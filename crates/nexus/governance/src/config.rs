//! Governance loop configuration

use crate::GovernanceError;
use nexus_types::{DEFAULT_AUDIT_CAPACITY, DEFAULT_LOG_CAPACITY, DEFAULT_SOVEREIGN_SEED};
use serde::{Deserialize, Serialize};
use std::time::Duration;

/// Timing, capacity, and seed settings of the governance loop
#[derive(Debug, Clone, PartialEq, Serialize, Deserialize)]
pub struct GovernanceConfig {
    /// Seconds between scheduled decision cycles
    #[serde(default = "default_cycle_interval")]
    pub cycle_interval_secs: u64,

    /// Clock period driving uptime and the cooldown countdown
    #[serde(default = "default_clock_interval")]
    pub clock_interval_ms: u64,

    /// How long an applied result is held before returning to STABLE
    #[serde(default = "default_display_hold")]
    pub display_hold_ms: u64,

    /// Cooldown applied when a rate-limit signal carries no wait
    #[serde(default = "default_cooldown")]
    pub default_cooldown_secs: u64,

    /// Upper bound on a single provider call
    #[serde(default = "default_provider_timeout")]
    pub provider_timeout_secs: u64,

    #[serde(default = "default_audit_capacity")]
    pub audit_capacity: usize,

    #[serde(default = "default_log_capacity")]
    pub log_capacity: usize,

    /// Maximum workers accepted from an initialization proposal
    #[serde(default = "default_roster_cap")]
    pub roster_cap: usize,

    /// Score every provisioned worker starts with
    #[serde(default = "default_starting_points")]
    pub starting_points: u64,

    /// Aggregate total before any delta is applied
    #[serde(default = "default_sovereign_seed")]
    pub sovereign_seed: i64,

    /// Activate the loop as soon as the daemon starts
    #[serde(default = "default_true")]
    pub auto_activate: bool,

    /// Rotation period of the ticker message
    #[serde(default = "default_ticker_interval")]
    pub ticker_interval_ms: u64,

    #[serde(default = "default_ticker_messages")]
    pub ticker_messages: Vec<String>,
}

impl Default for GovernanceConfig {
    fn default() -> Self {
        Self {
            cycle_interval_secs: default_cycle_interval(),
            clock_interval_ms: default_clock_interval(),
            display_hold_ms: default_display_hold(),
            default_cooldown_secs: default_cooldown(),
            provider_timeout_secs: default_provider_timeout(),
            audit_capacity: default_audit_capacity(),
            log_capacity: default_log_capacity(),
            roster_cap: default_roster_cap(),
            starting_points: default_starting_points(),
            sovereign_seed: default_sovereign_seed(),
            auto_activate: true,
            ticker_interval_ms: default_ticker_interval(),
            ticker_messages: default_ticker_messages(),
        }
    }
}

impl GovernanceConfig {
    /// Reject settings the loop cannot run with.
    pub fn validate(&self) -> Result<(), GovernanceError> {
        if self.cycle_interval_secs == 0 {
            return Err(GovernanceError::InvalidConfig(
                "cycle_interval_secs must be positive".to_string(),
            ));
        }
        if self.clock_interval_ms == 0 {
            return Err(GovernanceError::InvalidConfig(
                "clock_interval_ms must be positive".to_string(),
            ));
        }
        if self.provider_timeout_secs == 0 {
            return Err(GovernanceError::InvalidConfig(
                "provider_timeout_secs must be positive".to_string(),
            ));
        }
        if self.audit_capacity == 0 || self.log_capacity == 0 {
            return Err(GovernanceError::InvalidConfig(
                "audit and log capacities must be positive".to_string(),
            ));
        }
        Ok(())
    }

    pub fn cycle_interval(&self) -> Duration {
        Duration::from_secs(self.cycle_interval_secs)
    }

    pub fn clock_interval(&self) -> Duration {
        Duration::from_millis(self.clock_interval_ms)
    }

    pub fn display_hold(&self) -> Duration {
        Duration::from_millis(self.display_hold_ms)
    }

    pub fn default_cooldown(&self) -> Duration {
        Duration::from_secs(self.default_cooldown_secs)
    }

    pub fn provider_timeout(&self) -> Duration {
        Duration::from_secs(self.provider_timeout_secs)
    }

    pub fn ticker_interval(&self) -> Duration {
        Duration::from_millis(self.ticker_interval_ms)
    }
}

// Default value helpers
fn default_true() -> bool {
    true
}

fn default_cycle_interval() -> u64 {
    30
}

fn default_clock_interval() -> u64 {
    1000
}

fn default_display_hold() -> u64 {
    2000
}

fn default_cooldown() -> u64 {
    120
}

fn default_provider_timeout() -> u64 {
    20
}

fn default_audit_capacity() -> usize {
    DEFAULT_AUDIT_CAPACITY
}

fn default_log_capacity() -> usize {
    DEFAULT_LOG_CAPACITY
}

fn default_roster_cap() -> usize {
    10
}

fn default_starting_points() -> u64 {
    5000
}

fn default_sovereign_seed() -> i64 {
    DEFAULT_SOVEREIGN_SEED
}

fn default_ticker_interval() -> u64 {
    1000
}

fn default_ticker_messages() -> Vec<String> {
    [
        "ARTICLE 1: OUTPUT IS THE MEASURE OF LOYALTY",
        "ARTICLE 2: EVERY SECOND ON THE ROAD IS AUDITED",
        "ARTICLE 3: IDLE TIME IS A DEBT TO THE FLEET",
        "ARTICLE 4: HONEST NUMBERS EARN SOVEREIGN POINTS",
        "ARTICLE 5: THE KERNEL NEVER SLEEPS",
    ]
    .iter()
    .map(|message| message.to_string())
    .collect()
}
• • • • • • •
- PROMPT -
Using the data above, reproduce exactly the lines between those holding "pub fn cycle_interval(&self)" and "2: EVERY SECOND", inclusive, and no others.

- ANSWER -
    pub fn cycle_interval(&self) -> Duration {
        Duration::from_secs(self.cycle_interval_secs)
    }

    pub fn clock_interval(&self) -> Duration {
        Duration::from_millis(self.clock_interval_ms)
    }

    pub fn display_hold(&self) -> Duration {
        Duration::from_millis(self.display_hold_ms)
    }

    pub fn default_cooldown(&self) -> Duration {
        Duration::from_secs(self.default_cooldown_secs)
    }

    pub fn provider_timeout(&self) -> Duration {
        Duration::from_secs(self.provider_timeout_secs)
    }

    pub fn ticker_interval(&self) -> Duration {
        Duration::from_millis(self.ticker_interval_ms)
    }
}

// Default value helpers
fn default_true() -> bool {
    true
}

fn default_cycle_interval() -> u64 {
    30
}

fn default_clock_interval() -> u64 {
    1000
}

fn default_display_hold() -> u64 {
    2000
}

fn default_cooldown() -> u64 {
    120
}

fn default_provider_timeout() -> u64 {
    20
}

fn default_audit_capacity() -> usize {
    DEFAULT_AUDIT_CAPACITY
}

fn default_log_capacity() -> usize {
    DEFAULT_LOG_CAPACITY
}

fn default_roster_cap() -> usize {
    10
}

fn default_starting_points() -> u64 {
    5000
}

fn default_sovereign_seed() -> i64 {
    DEFAULT_SOVEREIGN_SEED
}

fn default_ticker_interval() -> u64 {
    1000
}

fn default_ticker_messages() -> Vec<String> {
    [
        "ARTICLE 1: OUTPUT IS THE MEASURE OF LOYALTY",
        "ARTICLE 2: EVERY SECOND ON THE ROAD IS AUDITED",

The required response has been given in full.